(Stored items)
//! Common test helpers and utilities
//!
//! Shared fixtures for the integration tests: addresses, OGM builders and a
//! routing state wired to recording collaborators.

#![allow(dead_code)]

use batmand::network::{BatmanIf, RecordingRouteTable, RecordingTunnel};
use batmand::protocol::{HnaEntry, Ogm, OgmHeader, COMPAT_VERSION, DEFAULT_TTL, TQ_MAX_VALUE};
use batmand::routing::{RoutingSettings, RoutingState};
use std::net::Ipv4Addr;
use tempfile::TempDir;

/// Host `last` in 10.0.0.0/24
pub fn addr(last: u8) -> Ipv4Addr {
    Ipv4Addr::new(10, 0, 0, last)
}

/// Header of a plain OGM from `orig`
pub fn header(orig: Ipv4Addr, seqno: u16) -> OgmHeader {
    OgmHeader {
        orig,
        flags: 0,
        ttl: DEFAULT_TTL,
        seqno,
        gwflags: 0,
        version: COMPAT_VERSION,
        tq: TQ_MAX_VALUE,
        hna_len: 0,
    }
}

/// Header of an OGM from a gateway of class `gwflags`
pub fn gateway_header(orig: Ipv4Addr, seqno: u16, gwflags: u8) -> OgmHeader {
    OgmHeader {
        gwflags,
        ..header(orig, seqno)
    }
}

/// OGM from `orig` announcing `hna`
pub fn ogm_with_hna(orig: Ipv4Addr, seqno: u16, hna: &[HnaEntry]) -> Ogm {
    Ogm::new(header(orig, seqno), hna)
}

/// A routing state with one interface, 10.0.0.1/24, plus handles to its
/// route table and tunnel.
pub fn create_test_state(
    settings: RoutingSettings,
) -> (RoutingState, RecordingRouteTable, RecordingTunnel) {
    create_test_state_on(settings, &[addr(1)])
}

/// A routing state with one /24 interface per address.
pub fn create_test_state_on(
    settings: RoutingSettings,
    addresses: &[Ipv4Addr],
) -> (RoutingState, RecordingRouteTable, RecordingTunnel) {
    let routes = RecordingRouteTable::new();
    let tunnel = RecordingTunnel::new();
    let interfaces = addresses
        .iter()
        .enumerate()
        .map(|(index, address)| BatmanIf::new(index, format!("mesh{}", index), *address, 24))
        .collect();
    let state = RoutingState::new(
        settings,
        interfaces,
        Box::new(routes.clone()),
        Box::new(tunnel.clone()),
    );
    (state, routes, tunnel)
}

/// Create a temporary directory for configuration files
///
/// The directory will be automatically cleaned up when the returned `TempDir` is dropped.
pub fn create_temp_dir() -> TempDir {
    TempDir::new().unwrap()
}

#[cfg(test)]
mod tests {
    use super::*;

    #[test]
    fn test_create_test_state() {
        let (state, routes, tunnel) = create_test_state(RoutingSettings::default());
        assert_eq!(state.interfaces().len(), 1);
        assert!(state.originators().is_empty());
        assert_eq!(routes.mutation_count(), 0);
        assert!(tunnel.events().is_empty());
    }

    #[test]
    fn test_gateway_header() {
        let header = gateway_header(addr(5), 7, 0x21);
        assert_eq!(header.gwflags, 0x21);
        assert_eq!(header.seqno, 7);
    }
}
--
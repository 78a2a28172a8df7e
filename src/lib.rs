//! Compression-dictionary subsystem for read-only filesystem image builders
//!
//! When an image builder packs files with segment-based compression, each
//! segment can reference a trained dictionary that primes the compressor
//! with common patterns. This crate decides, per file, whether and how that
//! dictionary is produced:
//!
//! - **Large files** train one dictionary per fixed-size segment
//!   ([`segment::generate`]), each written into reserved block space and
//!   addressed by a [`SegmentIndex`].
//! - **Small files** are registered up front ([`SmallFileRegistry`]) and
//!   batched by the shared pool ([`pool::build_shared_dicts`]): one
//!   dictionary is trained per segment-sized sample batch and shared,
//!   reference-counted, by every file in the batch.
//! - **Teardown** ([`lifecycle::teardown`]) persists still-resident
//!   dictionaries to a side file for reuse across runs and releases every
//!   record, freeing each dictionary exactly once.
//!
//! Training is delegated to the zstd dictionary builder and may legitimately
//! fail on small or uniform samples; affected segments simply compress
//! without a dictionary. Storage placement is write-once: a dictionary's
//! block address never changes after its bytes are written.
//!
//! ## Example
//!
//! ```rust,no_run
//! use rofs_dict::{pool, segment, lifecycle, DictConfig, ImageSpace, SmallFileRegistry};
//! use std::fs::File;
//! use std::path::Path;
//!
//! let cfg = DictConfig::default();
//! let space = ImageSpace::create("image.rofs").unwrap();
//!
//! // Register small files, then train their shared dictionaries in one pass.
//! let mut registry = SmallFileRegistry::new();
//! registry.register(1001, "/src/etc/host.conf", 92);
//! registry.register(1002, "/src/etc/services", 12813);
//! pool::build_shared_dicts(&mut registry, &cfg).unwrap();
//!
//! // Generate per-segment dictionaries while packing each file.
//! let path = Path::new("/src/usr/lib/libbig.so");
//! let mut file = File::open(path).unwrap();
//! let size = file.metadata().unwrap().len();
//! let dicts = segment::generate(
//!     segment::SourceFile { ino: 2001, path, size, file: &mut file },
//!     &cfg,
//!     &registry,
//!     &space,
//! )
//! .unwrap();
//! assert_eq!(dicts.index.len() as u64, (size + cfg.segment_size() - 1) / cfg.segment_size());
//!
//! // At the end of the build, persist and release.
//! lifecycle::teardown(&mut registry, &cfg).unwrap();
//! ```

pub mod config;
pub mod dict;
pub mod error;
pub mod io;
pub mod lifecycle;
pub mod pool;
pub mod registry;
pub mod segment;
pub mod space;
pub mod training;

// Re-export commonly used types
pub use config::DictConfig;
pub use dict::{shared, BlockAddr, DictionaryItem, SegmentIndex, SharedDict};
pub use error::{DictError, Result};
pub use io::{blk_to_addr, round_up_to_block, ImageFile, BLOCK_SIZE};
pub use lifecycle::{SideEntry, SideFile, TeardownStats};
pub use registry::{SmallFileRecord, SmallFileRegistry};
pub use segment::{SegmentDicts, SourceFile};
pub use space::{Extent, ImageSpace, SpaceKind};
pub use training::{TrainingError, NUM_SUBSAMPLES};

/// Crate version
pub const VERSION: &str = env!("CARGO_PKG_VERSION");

• **DIRECTIONS**
What is needed here is how many lines of the entries contain "each"; give that number alone.

• **ANSWER AREA**
4